Legumes are also rich in vitamins (i.e. B vitamins), minerals (i.e. iron, folate, calcium and zinc) and a series of biological active compounds, known as phytochemicals which also have antitumor effects [44, 46]. These compounds include tannins, flavonols, isoflavones, phenolic acids and phytic acids [42]. For example, phytates are excreted in the urine where they inhibit the formation of kidney stones [47], which have been related to kidney cancer [48]. Legumes are also a good source of folate, which may protect against cancers of the upper digestive tract of the colon and several other cancers as well [13, 33].

In addition to the direct cancer preventative effects of legume intake, indirect effects may also be at work as well. Higher intake of legumes may replace other sources of protein such as meat or high glycaemic index carbohydrates, both of which have been shown to be linked to several cancers [45].

Strength and weakness

In this work, we quantified the association between legume consumption and several cancer sites using a series of case-control studies. In these studies, the same validated and reproducible questionnaires have been used to collect information on legume consumption and to measure potential confounders. Several confounders have been considered including age, education, overweight/obesity, smoking, physical activity, presence of comorbidities, alcohol, consumption of fruit, vegetables and processed meat, energy intake and for female hormone-related cancers also age at menarche, menopausal status and number of children.

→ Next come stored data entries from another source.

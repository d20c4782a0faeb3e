//! Record lookups and assessment persistence.
//!
//! The calculator only needs three reads and one insert, so it is written
//! against the [`Store`] trait. [`MemoryStore`] holds everything in memory;
//! [`JsonStore`] loads from and saves to a single JSON file.

mod json;
mod memory;

pub use json::JsonStore;
pub use memory::{MemoryStore, StoreData};

use crate::core::{Assessment, Entity, IncomeSource, NewAssessment, ParameterDefinition};

#[derive(Debug, thiserror::Error)]
pub enum StoreError {
    #[error("store i/o error: {0}")]
    Io(#[from] std::io::Error),
    #[error("invalid store data: {0}")]
    Json(#[from] serde_json::Error),
    #[error("duplicate {kind} id: {id}")]
    DuplicateId { kind: &'static str, id: String },
}

pub type StoreResult<T> = Result<T, StoreError>;

pub trait Store {
    fn entity(&self, id: &str) -> StoreResult<Option<Entity>>;

    fn income_source(&self, id: &str) -> StoreResult<Option<IncomeSource>>;

    /// Definitions for an income source, in declared order
    fn parameter_definitions(&self, income_source_id: &str)
        -> StoreResult<Vec<ParameterDefinition>>;

    fn insert_assessment(&mut self, assessment: NewAssessment) -> StoreResult<Assessment>;

    fn assessments(&self) -> StoreResult<Vec<Assessment>>;
}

The study has also some limitations. The first lies in the potential inaccurate measure of legume consumption in a case control design. Second, the inverse association between legume consumption and cancer risk can at least be partially attributable to a generally healthier diet of legume consumers who also had high intake of fiber from other dietary sources. Third, there was a substantial predominance of male in the majority of the studies included in the analysis. Fourth, it is important to note that the analysis is based on hospital controls. Thus, the distribution of legume consumption in controls may not fully reflect that in the population which produced the cases. Finally, although the majority of studies included more than 1000 cases, for some cancer sites only a few cases were in the highest category of consumption (i.e. ≥2 portions).

Conclusions

Our results indicate an inverse association between legume intake and colorectal cancer risk. No consistent associations were found for cancer of oral cavity and pharynx, esophagus, stomach, larynx, breast, endometrium, ovary, prostate and kidney.